In the records below, the line with "async fn serve(config: AppConfig)" opens the range and the line with "let source = SnapshotSource::from_file(path)?;" closes it; print that range exactly and nothing else.

═════ Dataset ═════

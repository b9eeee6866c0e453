use std::process::ExitCode;
use std::sync::Arc;

use tracing::info;
use tracing_subscriber::EnvFilter;

use velib_server::cli::{self, Command, USAGE};
use velib_server::config::AppConfig;
use velib_server::stations::{SnapshotSource, SnapshotStore, StationClient, StationSource};
use velib_server::web::{AppState, create_router};

const DEFAULT_LOG_FILTER: &str = "velib_server=info,tower_http=info";

#[tokio::main]
async fn main() -> ExitCode {
    dotenvy::dotenv().ok();

    let filter =
        EnvFilter::try_from_default_env().unwrap_or_else(|_| EnvFilter::new(DEFAULT_LOG_FILTER));
    tracing_subscriber::fmt().with_env_filter(filter).init();

    let command = match Command::from_args(std::env::args().skip(1)) {
        Ok(command) => command,
        Err(e) => {
            eprintln!("{e}");
            eprintln!();
            eprintln!("{USAGE}");
            return ExitCode::FAILURE;
        }
    };

    let config = match AppConfig::from_env() {
        Ok(config) => config,
        Err(e) => {
            eprintln!("Error: {e}");
            return ExitCode::FAILURE;
        }
    };

    match run(command, config).await {
        Ok(()) => ExitCode::SUCCESS,
        Err(e) => {
            eprintln!("Error: {e}");
            ExitCode::FAILURE
        }
    }
}

async fn run(command: Command, config: AppConfig) -> Result<(), Box<dyn std::error::Error>> {
    match command {
        Command::Serve => serve(config).await,
        Command::Snapshot => {
            let client = StationClient::new(config.client_config())?;
            let store = SnapshotStore::new(&config.snapshot_dir);
            cli::run_snapshot(&client, config.limit, &store, &mut std::io::stdout()).await?;
            Ok(())
        }
        Command::Check => {
            let client = StationClient::new(config.client_config())?;
            cli::run_check(&client, &mut std::io::stdout()).await?;
            Ok(())
        }
    }
}

async fn serve(config: AppConfig) -> Result<(), Box<dyn std::error::Error>> {
    let source: Arc<dyn StationSource> = match &config.offline_snapshot {
        Some(path) => {
            let source = SnapshotSource::from_file(path)?;
            info!(path = %path.display(), rows = source.len(), "serving offline snapshot");
            Arc::new(source)
        }
        None => Arc::new(StationClient::new(config.client_config())?),
    };

    let state = AppState::from_shared(source, config.limit);
    let app = create_router(state, &config.static_dir);

    let listener = tokio::net::TcpListener::bind(config.bind_addr).await?;
    info!(addr = %config.bind_addr, "Vélib' station server listening");
    println!("Open http://{} in your browser.", config.bind_addr);
    println!();
    println!("API Endpoints:");
    println!("  GET  /health                       - Health check");
    println!("  GET  /api/stations                 - All stations with bikes");
    println!("  GET  /api/stations/search/{{query}}  - Stations by name");

    axum::serve(listener, app).await?;
    Ok(())
}
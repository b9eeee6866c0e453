//! Shared helpers for tests.

use std::net::SocketAddr;

use axum::Router;
use futures::future::BoxFuture;

use crate::stations::{FetchError, RawStation, StationSource};

/// Serve `router` on an ephemeral local port and return its address.
pub async fn spawn_server(router: Router) -> SocketAddr {
    let listener = tokio::net::TcpListener::bind("127.0.0.1:0").await.unwrap();
    let addr = listener.local_addr().unwrap();
    tokio::spawn(async move {
        axum::serve(listener, router).await.unwrap();
    });
    addr
}

/// URL of the fake provider's records endpoint.
pub fn records_url(addr: SocketAddr) -> String {
    format!("http://{addr}/records")
}

/// An installed, renting, returning station row.
pub fn raw_station(code: &str, name: &str, ebike: u32, mechanical: u32) -> RawStation {
    RawStation {
        code: code.to_string(),
        name: name.to_string(),
        capacity: 30,
        ebike_count: ebike,
        mechanical_count: mechanical,
        is_installed: true,
        is_renting: true,
        is_returning: true,
        location: None,
    }
}

/// Source whose provider always answers 500.
pub struct FailingSource;

impl StationSource for FailingSource {
    fn fetch_stations(&self, _limit: usize) -> BoxFuture<'_, Result<Vec<RawStation>, FetchError>> {
        Box::pin(futures::future::ready(Err(FetchError::Api {
            status: 500,
            message: "Internal Server Error".to_string(),
        })))
    }
}
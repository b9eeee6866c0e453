//! Station view model.

use serde::{Deserialize, Serialize};

use super::bike::{Bike, BikeKind};

/// WGS84 coordinates of a station.
#[derive(Debug, Clone, Copy, PartialEq, Serialize, Deserialize)]
pub struct GeoPoint {
    pub lat: f64,
    pub lon: f64,
}

/// A docking station with its synthesized bikes.
///
/// Serializes with the provider's field names so the JSON API and snapshot
/// files look like provider rows with an extra `bikes` list.
#[derive(Debug, Clone, PartialEq, Serialize, Deserialize)]
pub struct Station {
    #[serde(rename = "stationcode")]
    pub code: String,

    pub name: String,

    /// Number of docks.
    pub capacity: u32,

    #[serde(rename = "ebike")]
    pub ebike_count: u32,

    #[serde(rename = "mechanical")]
    pub mechanical_count: u32,

    pub is_installed: bool,
    pub is_renting: bool,
    pub is_returning: bool,

    #[serde(
        rename = "coordonnees_geo",
        default,
        skip_serializing_if = "Option::is_none"
    )]
    pub location: Option<GeoPoint>,

    /// Electric bikes first, then mechanical, each numbered from 1.
    #[serde(default)]
    pub bikes: Vec<Bike>,
}

impl Station {
    /// A station is usable when it is both installed and renting.
    pub fn is_active(&self) -> bool {
        self.is_installed && self.is_renting
    }

    /// Total bikes docked, both kinds.
    pub fn bike_total(&self) -> u32 {
        self.ebike_count.saturating_add(self.mechanical_count)
    }

    /// Bikes of one kind, in numbering order.
    pub fn bikes_of(&self, kind: BikeKind) -> impl Iterator<Item = &Bike> {
        self.bikes.iter().filter(move |b| b.kind == kind)
    }
}

/// Bike counts summed over a set of stations.
#[derive(Debug, Clone, Copy, Default, PartialEq, Eq)]
pub struct NetworkTotals {
    pub stations: usize,
    pub ebikes: u64,
    pub mechanical: u64,
}

impl NetworkTotals {
    pub fn from_stations(stations: &[Station]) -> Self {
        stations.iter().fold(
            Self {
                stations: stations.len(),
                ..Self::default()
            },
            |acc, s| Self {
                ebikes: acc.ebikes + u64::from(s.ebike_count),
                mechanical: acc.mechanical + u64::from(s.mechanical_count),
                ..acc
            },
        )
    }

    pub fn total(&self) -> u64 {
        self.ebikes + self.mechanical
    }
}
//! Monte Carlo Tree Search (MCTS) with UCT selection and random rollouts.
//!
//! This crate provides a game-agnostic MCTS implementation that works with any
//! game implementing the `engine-core` [`GameState`](engine_core::GameState)
//! trait. No evaluation function is needed: positions are judged by playing
//! them out at random.
//!
//! # Overview
//!
//! Each iteration consists of four phases:
//!
//! 1. **Selection**: Traverse the tree using UCT (Upper Confidence bound
//!    applied to Trees) to balance exploration and exploitation
//! 2. **Expansion**: When reaching a non-terminal leaf, add up to K randomly
//!    sampled successors as children
//! 3. **Simulation**: Play a random game out from the first new child
//! 4. **Backpropagation**: Update win and visit counts from that child up to
//!    the root, flipping the point of view at every ply
//!
//! # Usage
//!
//! ```rust
//! use games_tictactoe::{State, TicTacToe};
//! use mcts::{run_mcts, MctsConfig};
//! use rand::SeedableRng;
//! use rand_chacha::ChaCha20Rng;
//!
//! let state = TicTacToe::new(State::from_moves(&[0, 3, 1, 4]));
//! let config = MctsConfig::for_testing().with_simulations(500);
//!
//! let mut rng = ChaCha20Rng::seed_from_u64(42);
//! let result = run_mcts(state, &config, &mut rng).unwrap();
//!
//! assert_eq!(result.simulations, 500);
//! println!("Best move: {}", result.best_move);
//! ```
//!
//! # Configuration
//!
//! The [`MctsConfig`] struct controls search behavior:
//!
//! - `num_simulations`: Number of iterations per search (default: 1000)
//! - `max_children`: Children sampled per expansion (default: 100)
//! - `exploration`: UCT constant C (default: sqrt(2))
//! - `time_limit`: Optional wall-clock budget
//! - `reuse_tree`: Keep the played subtree in [`MctsSearch::advance`]
//!
//! # Architecture
//!
//! ```text
//! +-------------------------------------------------------+
//! |                      MctsSearch                       |
//! +-------------------------------------------------------+
//! |  +-------------+  +-------------+  +---------------+  |
//! |  |  MctsTree   |  |  GameState  |  | RolloutPolicy |  |
//! |  |  (arena)    |  | (game sim)  |  |  (playouts)   |  |
//! |  +------+------+  +------+------+  +-------+-------+  |
//! |         |                |                 |          |
//! |         v                v                 v          |
//! |  +-------------------------------------------------+  |
//! |  |     select -> expand -> simulate -> backprop    |  |
//! |  +-------------------------------------------------+  |
//! +-------------------------------------------------------+
//! ```

pub mod config;
pub mod node;
pub mod rollout;
pub mod search;
pub mod tree;
pub mod uct;

#[cfg(test)]
mod testing;

// Re-export main types
pub use config::MctsConfig;
pub use node::{MctsNode, NodeId};
pub use rollout::{RolloutPolicy, UniformRollout};
pub use search::{run_mcts, MctsSearch, RankedMove, SearchError, SearchResult, SearchStats};
pub use tree::{MctsTree, TreeStats};
pub use uct::{uct_score, DEFAULT_EXPLORATION};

═════

▶ [Result of this exercise]
async fn serve(config: AppConfig) -> Result<(), Box<dyn std::error::Error>> {
    let source: Arc<dyn StationSource> = match &config.offline_snapshot {
        Some(path) => {
            let source = SnapshotSource::from_file(path)?;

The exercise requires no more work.